Private Cecil Kenny Brewer



Cecil Kenny Brewer was born on 29 June 1896 in West Derby, Lancashire, the first of five children of musician and soldier Frank Allen Brewer and his wife Minnie (nee Kenney). By 1911 he was living with his family at 169 McClure Street, Belfast, and working as an apprentice in the linen trade.

Brewer enlisted in the North Irish Horse at Belfast on 24 April 1913 (No.837), aged 16. Joining-up with him was his father, Frank Brewer, who was aged 45, but claimed to be just 29.

Cecil embarked for France with C Squadron on 20 August 1914, seeing action on the retreat from Mons and advance to the Aisne.

In June 1916 C Squadron joined with F Squadron and the 6th (Inniskilling) Dragoons Service Squadron to form the 2nd North Irish Horse Regiment. In September 1917 the regiment was dismounted and most of its men were transferred to the 9th (Service) Battalion, Royal Irish Fusiliers – renamed the 9th (North Irish Horse) Battalion. Like most of the men, Brewer was transferred to the battalion on 20 September. He was issued a new regimental number – 41272.

In November and December 1917 the 9th Battalion fought at the Battle of Cambrai, first going into action in the attack on the village of Moeuvres on 22-23 November. The battalion war diary for those days reads as follows:

[22 November] The Battn moved up at 6.30 a.m. to a position N. of Bapaume & Cambrai Road arriving at 8.30 a.m. Here the Battn waited for an order to attack Inchi when Moeuvres was taken by the 12th Royal Irish Rifles. At 11.45 a.m. the 12th R. Ir. Rifles captured village of Moeuvres. It was unable to clear trenches East of village. At 5.30 p.m. Battn moved up to support 12th R. Ir. Rifles in the village of Moeuvres. At 5.45 p.m. 12th R. Ir. Rifles reported driven out of village. At 8.30 p.m. Battn less 'D' Coy counter attacked village of Moeuvres but was driven back to trenches immediately south of the village, where it took up a defensive position for the night.

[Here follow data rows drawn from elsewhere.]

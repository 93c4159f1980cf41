/// Streaming linear-interpolation resampler between a device rate and the
/// loopback rate.
///
/// Device callbacks deliver audio in blocks whose length is rarely a whole
/// multiple of the rate ratio. The converter carries its fractional read
/// position and any unconsumed input across calls, so the output of many
/// blocks is the same as resampling their concatenation: over `n` input
/// samples it emits `n * to_rate / from_rate` samples, within one.
#[derive(Debug, Clone)]
pub struct SampleConverter {
    /// Input samples advanced per output sample (`from_rate / to_rate`).
    step: f64,
    /// Read position inside `pending`, in input samples.
    position: f64,
    pending: Vec<f32>,
}

impl SampleConverter {
    pub fn new(from_rate: f64, to_rate: f64) -> Self {
        Self {
            step: from_rate / to_rate,
            position: 0.0,
            pending: Vec::new(),
        }
    }

    /// Input samples that must still be supplied before `output_frames`
    /// more samples can be produced.
    pub fn input_needed(&self, output_frames: usize) -> usize {
        if output_frames == 0 {
            return 0;
        }
        let last = self.position + (output_frames - 1) as f64 * self.step;
        let required = last.floor() as usize + 2;
        required.saturating_sub(self.pending.len())
    }

    /// Append `input` and push up to `max_output` resampled samples onto `out`.
    ///
    /// Returns the number of samples produced. Input that cannot be used yet
    /// is kept for the next call.
    pub fn process(&mut self, input: &[f32], max_output: usize, out: &mut Vec<f32>) -> usize {
        self.pending.extend_from_slice(input);

        let mut produced = 0;
        while produced < max_output {
            // Same expression as `input_needed`, so both agree on the last index.
            let at = self.position + produced as f64 * self.step;
            let index = at as usize;
            if index + 1 >= self.pending.len() {
                break;
            }
            let fraction = (at - index as f64) as f32;
            out.push(self.pending[index] * (1.0 - fraction) + self.pending[index + 1] * fraction);
            produced += 1;
        }
        self.position += produced as f64 * self.step;

        let consumed = (self.position as usize).min(self.pending.len());
        self.pending.drain(..consumed);
        self.position -= consumed as f64;
        produced
    }

    /// Drop carried input and restart at position zero.
    pub fn reset(&mut self) {
        self.position = 0.0;
        self.pending.clear();
    }
}

/// Convert f32 samples `[-1.0, 1.0]` to 16-bit PCM (little-endian bytes).
///
/// Clamps out-of-range values. Output length = `samples.len() * 2` bytes.
pub fn to_pcm16_bytes(samples: &[f32]) -> Vec<u8> {
    let mut data = Vec::with_capacity(samples.len() * 2);
    for &sample in samples {
        let clamped = sample.clamp(-1.0, 1.0);
        let value = (clamped * i16::MAX as f32) as i16;
        data.extend_from_slice(&value.to_le_bytes());
    }
    data
}

/// Convert 16-bit little-endian PCM bytes to f32 samples.
///
/// A trailing odd byte is ignored.
pub fn from_pcm16_bytes(data: &[u8]) -> Vec<f32> {
    data.chunks_exact(2)
        .map(|pair| i16::from_le_bytes([pair[0], pair[1]]) as f32 / i16::MAX as f32)
        .collect()
}

/// Downmix interleaved multi-channel audio to mono by averaging channels per frame.
pub fn downmix_to_mono(samples: &[f32], channels: usize) -> Vec<f32> {
    if channels <= 1 {
        return samples.to_vec();
    }
    let scale = 1.0 / channels as f32;
    samples
        .chunks_exact(channels)
        .map(|frame| frame.iter().sum::<f32>() * scale)
        .collect()
}

/// Duplicate mono samples into `channels` interleaved channels.
pub fn upmix_from_mono(samples: &[f32], channels: usize) -> Vec<f32> {
    if channels <= 1 {
        return samples.to_vec();
    }
    let mut out = Vec::with_capacity(samples.len() * channels);
    for &sample in samples {
        out.extend(std::iter::repeat(sample).take(channels));
    }
    out
}

/// Reduce 16-bit PCM bytes to signed 8-bit waveform samples (high byte).
pub fn pcm16_to_waveform(data: &[u8]) -> Vec<i8> {
    data.chunks_exact(2)
        .map(|pair| (i16::from_le_bytes([pair[0], pair[1]]) >> 8) as i8)
        .collect()
}
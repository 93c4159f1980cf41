use std::fs;
use std::path::Path;

use crate::models::error::LoopbackError;
use crate::processing::surface::PixelBuffer;

/// Write a rendered frame as a binary PPM image, creating parent directories.
pub fn write_ppm(frame: &PixelBuffer, path: &Path) -> Result<(), LoopbackError> {
    if let Some(parent) = path.parent() {
        if !parent.as_os_str().is_empty() {
            fs::create_dir_all(parent)
                .map_err(|e| LoopbackError::Storage(format!("failed to create directory: {}", e)))?;
        }
    }
    fs::write(path, frame.to_ppm())
        .map_err(|e| LoopbackError::Storage(format!("failed to write frame: {}", e)))
}
use crate::models::error::LoopbackError;
use crate::models::session_report::SessionReport;
use crate::models::state::{LoopbackState, Notification};

/// Event delegate for loopback session notifications.
///
/// Methods may be called from the loop thread, not only the control thread.
/// Implementations should marshal to the UI thread if needed.
pub trait LoopbackDelegate: Send + Sync {
    /// Called when the session state changes.
    fn on_state_changed(&self, state: &LoopbackState);

    /// Called with the "recording started" / "recording stopped" notices.
    fn on_notification(&self, notification: Notification);

    /// Called when the duplication loop terminates on an error.
    fn on_error(&self, error: &LoopbackError);

    /// Called after stop with the session summary.
    fn on_session_finished(&self, report: &SessionReport);
}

[23 November] Battn attacked Moeuvres at 10.30 a.m. At 11 a.m. Battn reported in village. At 11.45 a.m. enemy counter attacked from trenches West of village. 12.15 p.m. counter attack driven off. At 4.30 .p.m village evacuated by Battn on account of supports not coming up. 5 p.m. 'C' & 'D' Coys took up position on Sunken Road South of village and 'A' & 'B' Coys went back to trenches North of Bapaume & Cambrai Road.

Casualties for 22nd & 23rd: Officers killed 1. Officers wounded 6. ORs 82 casualties.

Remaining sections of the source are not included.